Start of Available records

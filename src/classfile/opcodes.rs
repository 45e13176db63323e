//! JVM opcodes referenced by name in this crate

pub const NOP: u8 = 0x00;
pub const ICONST_0: u8 = 0x03;
pub const ICONST_1: u8 = 0x04;
pub const ICONST_2: u8 = 0x05;
pub const BIPUSH: u8 = 0x10;
pub const SIPUSH: u8 = 0x11;
pub const LDC: u8 = 0x12;
pub const LDC_W: u8 = 0x13;
pub const LDC2_W: u8 = 0x14;
pub const ILOAD: u8 = 0x15;
pub const LLOAD: u8 = 0x16;
pub const ALOAD: u8 = 0x19;
pub const ISTORE: u8 = 0x36;
pub const LSTORE: u8 = 0x37;
pub const ASTORE: u8 = 0x3a;
pub const AASTORE: u8 = 0x53;
pub const POP: u8 = 0x57;
pub const DUP: u8 = 0x59;
pub const IINC: u8 = 0x84;
pub const IFEQ: u8 = 0x99;
pub const IFNE: u8 = 0x9a;
pub const IF_ACMPNE: u8 = 0xa6;
pub const GOTO: u8 = 0xa7;
pub const JSR: u8 = 0xa8;
pub const RET: u8 = 0xa9;
pub const TABLESWITCH: u8 = 0xaa;
pub const LOOKUPSWITCH: u8 = 0xab;
pub const IRETURN: u8 = 0xac;
pub const ARETURN: u8 = 0xb0;
pub const RETURN: u8 = 0xb1;
pub const GETSTATIC: u8 = 0xb2;
pub const PUTSTATIC: u8 = 0xb3;
pub const GETFIELD: u8 = 0xb4;
pub const PUTFIELD: u8 = 0xb5;
pub const INVOKEVIRTUAL: u8 = 0xb6;
pub const INVOKESPECIAL: u8 = 0xb7;
pub const INVOKESTATIC: u8 = 0xb8;
pub const INVOKEINTERFACE: u8 = 0xb9;
pub const INVOKEDYNAMIC: u8 = 0xba;
pub const NEW: u8 = 0xbb;
pub const NEWARRAY: u8 = 0xbc;
pub const ANEWARRAY: u8 = 0xbd;
pub const ATHROW: u8 = 0xbf;
pub const CHECKCAST: u8 = 0xc0;
pub const INSTANCEOF: u8 = 0xc1;
pub const WIDE: u8 = 0xc4;
pub const MULTIANEWARRAY: u8 = 0xc5;
pub const IFNULL: u8 = 0xc6;
pub const IFNONNULL: u8 = 0xc7;
pub const GOTO_W: u8 = 0xc8;
pub const JSR_W: u8 = 0xc9;

/// Operand layout of an opcode
#[derive(Debug, Clone, Copy, PartialEq, Eq)]
pub(crate) enum Operands {
    None,
    /// bipush, newarray, ldc
    U8,
    /// sipush and every constant-pool referencing opcode with a u2 index
    U16,
    /// xload/xstore/ret: u1 local index, u2 under `wide`
    Local,
    Iinc,
    Branch16,
    Branch32,
    TableSwitch,
    LookupSwitch,
    InvokeInterface,
    InvokeDynamic,
    MultiANewArray,
    Wide,
}

/// Operand layout for `opcode`, or `None` if it may not appear in a class file
pub(crate) fn operands(opcode: u8) -> Option<Operands> {
    let layout = match opcode {
        0x00..=0x0f => Operands::None,
        BIPUSH | LDC | NEWARRAY => Operands::U8,
        SIPUSH | LDC_W | LDC2_W => Operands::U16,
        ILOAD..=ALOAD | ISTORE..=ASTORE | RET => Operands::Local,
        0x1a..=0x35 | 0x3b..=0x83 => Operands::None,
        IINC => Operands::Iinc,
        0x85..=0x98 => Operands::None,
        IFEQ..=JSR | IFNULL | IFNONNULL => Operands::Branch16,
        TABLESWITCH => Operands::TableSwitch,
        LOOKUPSWITCH => Operands::LookupSwitch,
        IRETURN..=RETURN => Operands::None,
        GETSTATIC..=INVOKESTATIC | NEW | ANEWARRAY | CHECKCAST | INSTANCEOF => Operands::U16,
        INVOKEINTERFACE => Operands::InvokeInterface,
        INVOKEDYNAMIC => Operands::InvokeDynamic,
        0xbe | ATHROW | 0xc2 | 0xc3 => Operands::None,
        WIDE => Operands::Wide,
        MULTIANEWARRAY => Operands::MultiANewArray,
        GOTO_W | JSR_W => Operands::Branch32,
        _ => return None,
    };
    Some(layout)
}

#[cfg(test)]
mod tests {
    use super::*;

    #[test]
    fn test_every_standard_opcode_has_layout() {
        for op in 0x00..=0xc9u8 {
            assert!(operands(op).is_some(), "opcode {op:#04x} has no layout");
        }
    }

    #[test]
    fn test_reserved_opcodes_rejected() {
        assert_eq!(operands(0xca), None); // breakpoint
        assert_eq!(operands(0xfe), None);
        assert_eq!(operands(0xff), None);
    }

    #[test]
    fn test_selected_layouts() {
        assert_eq!(operands(RET), Some(Operands::Local));
        assert_eq!(operands(IFNONNULL), Some(Operands::Branch16));
        assert_eq!(operands(GOTO_W), Some(Operands::Branch32));
        assert_eq!(operands(0x1a), Some(Operands::None)); // iload_0
        assert_eq!(operands(0x4e), Some(Operands::None)); // astore_3
    }
}
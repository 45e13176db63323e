//! Class rewriting: flag, entry calls and the notify routine
//!
//! For each eligible class the rewriter
//! - prepends `invokestatic huella$notify()V` to every trackable method,
//! - generates `huella$notify`, which reports the class once.
//!
//! Under the direct strategy the routine guards the report with the
//! `huella$notified` flag, created first thing in `<clinit>`. Under call-site
//! it is a bare `invokedynamic` whose target disarms itself.
//!
//! Frames are never recomputed. The only join point the rewriter creates is
//! the skip target inside the flag-guarded routine, and its frame is written
//! by hand.

use std::fmt;
use std::panic::{self, AssertUnwindSafe};
use std::str::FromStr;

use serde::{Deserialize, Serialize};

use crate::classfile::constant_pool::REF_INVOKE_STATIC;
use crate::classfile::opcodes::*;
use crate::classfile::{
    access, ClassFile, Code, CodeAttribute, Instruction, Label, MethodInfo, Result,
    StackMapFrame, VERSION_INTERFACE_CODE, VERSION_INVOKEDYNAMIC, VERSION_STACK_MAP,
};
use crate::marker;
use crate::runtime;

/// How the notify routine reaches the recording store
#[derive(Debug, Clone, Copy, PartialEq, Eq, Default, Serialize, Deserialize, clap::ValueEnum)]
#[serde(rename_all = "kebab-case")]
pub enum NotifyStrategy {
    /// `invokestatic huella/Runtime.record`
    #[default]
    Direct,
    /// `invokedynamic` bound through `huella/Runtime.bootstrap` to a
    /// self-disarming call site
    CallSite,
}

impl NotifyStrategy {
    /// Lowest class version able to carry the generated code
    pub fn minimum_version(self) -> u16 {
        match self {
            NotifyStrategy::Direct => 0,
            NotifyStrategy::CallSite => VERSION_INVOKEDYNAMIC,
        }
    }
}

impl FromStr for NotifyStrategy {
    type Err = String;

    fn from_str(s: &str) -> std::result::Result<Self, Self::Err> {
        match s.trim() {
            "direct" => Ok(NotifyStrategy::Direct),
            "call-site" | "callsite" | "indy" => Ok(NotifyStrategy::CallSite),
            other => Err(format!(
                "unknown notify strategy '{other}' (expected direct or call-site)"
            )),
        }
    }
}

impl fmt::Display for NotifyStrategy {
    fn fmt(&self, f: &mut fmt::Formatter<'_>) -> fmt::Result {
        f.write_str(match self {
            NotifyStrategy::Direct => "direct",
            NotifyStrategy::CallSite => "call-site",
        })
    }
}

/// Why a class was left as loaded
#[derive(Debug, Clone, PartialEq, Eq)]
pub enum SkipReason {
    /// `module-info` has no initializer and no code
    Module,
    /// Interfaces before version 52 cannot hold the generated static code
    InterfaceTooOld { version: u16 },
    AlreadyInstrumented,
    /// No method is trackable
    NothingToTrack,
    /// Raising the version would require frames the class does not carry
    NeedsFrames { version: u16 },
    /// `<clinit>` is declared without a body
    AbstractInitializer,
}

impl fmt::Display for SkipReason {
    fn fmt(&self, f: &mut fmt::Formatter<'_>) -> fmt::Result {
        match self {
            SkipReason::Module => write!(f, "module descriptor"),
            SkipReason::InterfaceTooOld { version } => {
                write!(f, "interface at version {version} cannot carry static code")
            }
            SkipReason::AlreadyInstrumented => write!(f, "already instrumented"),
            SkipReason::NothingToTrack => write!(f, "no trackable methods"),
            SkipReason::NeedsFrames { version } => {
                write!(f, "version {version} class needs stack map frames to be upgraded")
            }
            SkipReason::AbstractInitializer => write!(f, "<clinit> has no body"),
        }
    }
}

/// Outcome of a rewrite attempt
#[derive(Debug, Clone, PartialEq, Eq)]
pub enum Transformed {
    Instrumented { bytes: Vec<u8>, entry_calls: usize },
    Skipped(SkipReason),
}

/// Per-method eligibility
#[derive(Debug, Clone, Copy, PartialEq, Eq, Serialize)]
#[serde(rename_all = "kebab-case")]
pub enum MethodStatus {
    Trackable,
    /// `<init>` or `<clinit>`
    Initializer,
    /// Abstract or native
    NoBody,
    /// Carries `@DoNotTrack`
    Excluded,
}

pub fn classify(class: &ClassFile, method: &MethodInfo) -> Result<MethodStatus> {
    let cp = &class.constant_pool;
    if method.is(cp, "<init>", None) || method.is(cp, "<clinit>", None) {
        return Ok(MethodStatus::Initializer);
    }
    if !method.has_code(cp) {
        return Ok(MethodStatus::NoBody);
    }
    if marker::is_excluded(class, method)? {
        return Ok(MethodStatus::Excluded);
    }
    Ok(MethodStatus::Trackable)
}

/// The class rewriter
#[derive(Debug, Clone, Copy, Default)]
pub struct Instrumenter {
    strategy: NotifyStrategy,
}

impl Instrumenter {
    pub fn new(strategy: NotifyStrategy) -> Self {
        Self { strategy }
    }

    pub fn strategy(&self) -> NotifyStrategy {
        self.strategy
    }

    /// Rewrite `bytes`, or `None` to load the class unchanged.
    ///
    /// Never fails: errors and panics inside the rewriter are logged and
    /// turned into `None`.
    pub fn transform(&self, bytes: &[u8]) -> Option<Vec<u8>> {
        match panic::catch_unwind(AssertUnwindSafe(|| self.try_transform(bytes))) {
            Ok(Ok(Transformed::Instrumented { bytes, entry_calls })) => {
                tracing::trace!(entry_calls, size = bytes.len(), "class rewritten");
                Some(bytes)
            }
            Ok(Ok(Transformed::Skipped(reason))) => {
                tracing::debug!(%reason, "class skipped");
                None
            }
            Ok(Err(err)) => {
                tracing::warn!(error = %err, "class left unchanged after rewrite failure");
                None
            }
            Err(_) => {
                tracing::warn!("class left unchanged after rewriter panic");
                None
            }
        }
    }

    pub fn try_transform(&self, bytes: &[u8]) -> Result<Transformed> {
        let class = ClassFile::parse(bytes)?;
        self.rewrite(class)
    }

    /// Rewrite an already parsed class
    pub fn rewrite(&self, mut class: ClassFile) -> Result<Transformed> {
        let skip = |reason| Ok(Transformed::Skipped(reason));
        let version = class.major_version;
        let interface = class.is_interface();

        if class.is_module() {
            return skip(SkipReason::Module);
        }
        if interface && version < VERSION_INTERFACE_CODE {
            return skip(SkipReason::InterfaceTooOld { version });
        }
        if marker::is_instrumented(&class) {
            return skip(SkipReason::AlreadyInstrumented);
        }

        let mut targets = Vec::new();
        for (index, method) in class.methods.iter().enumerate() {
            if classify(&class, method)? == MethodStatus::Trackable {
                targets.push(index);
            }
        }
        if targets.is_empty() {
            return skip(SkipReason::NothingToTrack);
        }

        let required = version.max(self.strategy.minimum_version());
        if required > version {
            if required >= VERSION_INVOKEDYNAMIC && needs_frames(&class)? {
                return skip(SkipReason::NeedsFrames { version });
            }
            tracing::trace!(from = version, to = required, "raising class version");
            class.major_version = required;
            class.minor_version = 0;
        }

        let owner = class.internal_name()?;
        let unit_id = class.binary_name()?;

        // Under call-site the site's own compare-and-swap is the only dedup
        // layer; a flag in front of it would keep the site from ever being hit
        // twice and leave the per-call atomic in place.
        let flag = match self.strategy {
            NotifyStrategy::Direct => {
                let flag_access = if interface {
                    access::PUBLIC | access::STATIC | access::FINAL | access::SYNTHETIC
                } else {
                    access::PRIVATE | access::STATIC | access::FINAL | access::SYNTHETIC
                };
                class.add_field(flag_access, marker::FLAG_FIELD, marker::FLAG_DESCRIPTOR)?;
                let flag = class.constant_pool.add_field_ref(
                    &owner,
                    marker::FLAG_FIELD,
                    marker::FLAG_DESCRIPTOR,
                )?;
                if !init_flag(&mut class, flag)? {
                    return skip(SkipReason::AbstractInitializer);
                }
                Some(flag)
            }
            NotifyStrategy::CallSite => None,
        };

        let notify = if interface {
            class.constant_pool.add_interface_method_ref(
                &owner,
                marker::NOTIFY_METHOD,
                marker::NOTIFY_DESCRIPTOR,
            )?
        } else {
            class
                .constant_pool
                .add_method_ref(&owner, marker::NOTIFY_METHOD, marker::NOTIFY_DESCRIPTOR)?
        };
        for &index in &targets {
            class.edit_code(index, |code, _| {
                code.prepend(Instruction::Constant {
                    opcode: INVOKESTATIC,
                    index: notify,
                });
                Ok(())
            })?;
        }

        let body = match flag {
            Some(flag) => flag_guarded_body(&mut class, flag, &unit_id)?,
            None => call_site_body(&mut class, &unit_id)?,
        };
        class.add_method(
            access::PUBLIC | access::STATIC | access::SYNTHETIC,
            marker::NOTIFY_METHOD,
            marker::NOTIFY_DESCRIPTOR,
            Some(&body),
        )?;

        tracing::debug!(class = %unit_id, entry_calls = targets.len(), strategy = %self.strategy, "instrumented");
        Ok(Transformed::Instrumented {
            bytes: class.to_bytes()?,
            entry_calls: targets.len(),
        })
    }
}

/// `if (!flag.get() && flag.compareAndSet(false, true)) Runtime.record(unit_id);`
///
/// The plain volatile read keeps every call after the first off the locked
/// compare-and-set.
fn flag_guarded_body(class: &mut ClassFile, flag: u16, unit_id: &str) -> Result<Code> {
    let cp = &mut class.constant_pool;
    let get = cp.add_method_ref(marker::FLAG_TYPE, "get", "()Z")?;
    let cas = cp.add_method_ref(marker::FLAG_TYPE, "compareAndSet", "(ZZ)Z")?;
    let id = cp.add_string(unit_id)?;
    let record = cp.add_method_ref(
        runtime::BRIDGE_CLASS,
        runtime::RECORD_METHOD,
        runtime::RECORD_DESCRIPTOR,
    )?;

    let done = Label(10);
    let mut code = Code::new(
        3,
        0,
        vec![
            Instruction::Constant {
                opcode: GETSTATIC,
                index: flag,
            },
            Instruction::Constant {
                opcode: INVOKEVIRTUAL,
                index: get,
            },
            Instruction::Branch {
                opcode: IFNE,
                target: done,
            },
            Instruction::Constant {
                opcode: GETSTATIC,
                index: flag,
            },
            Instruction::Simple(ICONST_0),
            Instruction::Simple(ICONST_1),
            Instruction::Constant {
                opcode: INVOKEVIRTUAL,
                index: cas,
            },
            Instruction::Branch {
                opcode: IFEQ,
                target: done,
            },
            Instruction::Constant {
                opcode: LDC,
                index: id,
            },
            Instruction::Constant {
                opcode: INVOKESTATIC,
                index: record,
            },
            Instruction::Simple(RETURN),
        ],
    );
    if class.major_version >= VERSION_STACK_MAP {
        code.attributes.push(CodeAttribute::StackMapTable {
            name_index: class.constant_pool.add_utf8("StackMapTable")?,
            frames: vec![StackMapFrame::same(done)],
        });
    }
    Ok(code)
}

/// `invokedynamic notify(unit_id)` through `huella/Runtime.bootstrap`
///
/// Straight-line, so no frames are needed.
fn call_site_body(class: &mut ClassFile, unit_id: &str) -> Result<Code> {
    let cp = &mut class.constant_pool;
    let id = cp.add_string(unit_id)?;
    let bootstrap = cp.add_method_ref(
        runtime::BRIDGE_CLASS,
        runtime::BOOTSTRAP_METHOD,
        runtime::BOOTSTRAP_DESCRIPTOR,
    )?;
    let handle = cp.add_method_handle(REF_INVOKE_STATIC, bootstrap)?;
    let bsm = class.add_bootstrap_method(handle, &[])?;
    let site = class
        .constant_pool
        .add_invoke_dynamic(bsm, runtime::SITE_NAME, runtime::SITE_DESCRIPTOR)?;
    Ok(Code::new(
        1,
        0,
        vec![
            Instruction::Constant {
                opcode: LDC,
                index: id,
            },
            Instruction::InvokeDynamic { index: site },
            Instruction::Simple(RETURN),
        ],
    ))
}

/// Create the flag ahead of everything else in `<clinit>`, adding one if needed.
/// Returns false when `<clinit>` exists without a body.
fn init_flag(class: &mut ClassFile, flag: u16) -> Result<bool> {
    let cp = &mut class.constant_pool;
    let new_index = cp.add_class(marker::FLAG_TYPE)?;
    let ctor = cp.add_method_ref(marker::FLAG_TYPE, "<init>", "()V")?;
    let sequence = [
        Instruction::Constant {
            opcode: NEW,
            index: new_index,
        },
        Instruction::Simple(DUP),
        Instruction::Constant {
            opcode: INVOKESPECIAL,
            index: ctor,
        },
        Instruction::Constant {
            opcode: PUTSTATIC,
            index: flag,
        },
    ];

    match class.find_method("<clinit>", "()V") {
        Some(index) => class.edit_code(index, |code, _| {
            for insn in sequence.into_iter().rev() {
                code.prepend(insn);
            }
            code.max_stack = code.max_stack.max(2);
            Ok(())
        }),
        None => {
            let mut instructions = sequence.to_vec();
            instructions.push(Instruction::Simple(RETURN));
            class.add_method(
                access::STATIC,
                "<clinit>",
                "()V",
                Some(&Code::new(2, 0, instructions)),
            )?;
            Ok(true)
        }
    }
}

/// Whether any branching body lacks the frames a version 51 verifier demands
fn needs_frames(class: &ClassFile) -> Result<bool> {
    for method in &class.methods {
        if let Some(code) = method.code(&class.constant_pool)? {
            if code.has_join_points() && code.stack_map().is_none() {
                return Ok(true);
            }
        }
    }
    Ok(false)
}
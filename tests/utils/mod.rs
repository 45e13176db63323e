// Integration test utilities
//
// A tiny class host: loads class files through a LoadHook, runs <clinit> once
// per class and interprets the handful of opcodes that the fixtures below and
// the rewriter's generated code use. java/util/concurrent/atomic/AtomicBoolean
// is modelled by an Arc<AtomicBool>; the natives of huella/Runtime are bound
// either to a local store/notifier or to the process-wide huella::runtime.

#![allow(dead_code)]

use anyhow::{anyhow, bail, Context, Result};
use huella::agent::LoadHook;
use huella::classfile::annotations::{self, Annotation, RUNTIME_INVISIBLE};
use huella::classfile::opcodes::*;
use huella::classfile::{
    access, ClassFile, Code, CodeAttribute, Constant, Instruction, Label, StackMapFrame,
    VERSION_STACK_MAP,
};
use huella::marker;
use huella::notifier::{CallSite, Notifier, SiteContext};
use huella::recorder::RecordingStore;
use huella::runtime;
use std::collections::HashMap;
use std::sync::atomic::{AtomicBool, Ordering};
use std::sync::{Arc, Mutex, OnceLock, RwLock};

const ATOMIC_BOOLEAN: &str = "java/util/concurrent/atomic/AtomicBoolean";
const STEP_LIMIT: usize = 100_000;

/// A value on the operand stack, in a local or in a static field
#[derive(Debug, Clone)]
pub enum Value {
    Int(i32),
    Str(Arc<str>),
    Flag(Arc<AtomicBool>),
    Null,
}

impl Value {
    fn int(&self) -> Result<i32> {
        match self {
            Value::Int(v) => Ok(*v),
            other => Err(anyhow!("expected int, found {other:?}")),
        }
    }
}

/// Where huella/Runtime natives go
pub enum Bridge {
    Local {
        store: Arc<RecordingStore>,
        notifier: Notifier,
    },
    Global,
}

impl Bridge {
    pub fn local(store: Arc<RecordingStore>) -> Self {
        Bridge::Local {
            notifier: Notifier::new(Arc::clone(&store)),
            store,
        }
    }

    fn record(&self, unit: &str) {
        match self {
            Bridge::Local { store, .. } => {
                store.record(unit);
            }
            Bridge::Global => runtime::record(unit),
        }
    }

    fn bootstrap(&self, context: SiteContext) -> Result<Arc<CallSite>> {
        match self {
            Bridge::Local { notifier, .. } => Ok(notifier.bootstrap(context)),
            Bridge::Global => runtime::bootstrap(context).context("runtime not installed"),
        }
    }
}

struct LoadedClass {
    class: ClassFile,
    internal_name: String,
    bodies: HashMap<(String, String), Arc<Code>>,
    statics: RwLock<HashMap<String, Value>>,
    initialized: OnceLock<()>,
}

pub struct Host {
    hook: Option<Box<dyn LoadHook>>,
    bridge: Bridge,
    classes: RwLock<HashMap<String, Arc<LoadedClass>>>,
    sites: Mutex<HashMap<(String, u16), Arc<CallSite>>>,
}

End of Available records

Would you print exactly the lines from the first line of the entries above through the line that has "pub const LLOAD: u8 = 0x16;", both included, and stop there?

filename src/classfile/opcodes.rs
repository 45e13176db63323e
//! JVM opcodes referenced by name in this crate

pub const NOP: u8 = 0x00;
pub const ICONST_0: u8 = 0x03;
pub const ICONST_1: u8 = 0x04;
pub const ICONST_2: u8 = 0x05;
pub const BIPUSH: u8 = 0x10;
pub const SIPUSH: u8 = 0x11;
pub const LDC: u8 = 0x12;
pub const LDC_W: u8 = 0x13;
pub const LDC2_W: u8 = 0x14;
pub const ILOAD: u8 = 0x15;
pub const LLOAD: u8 = 0x16;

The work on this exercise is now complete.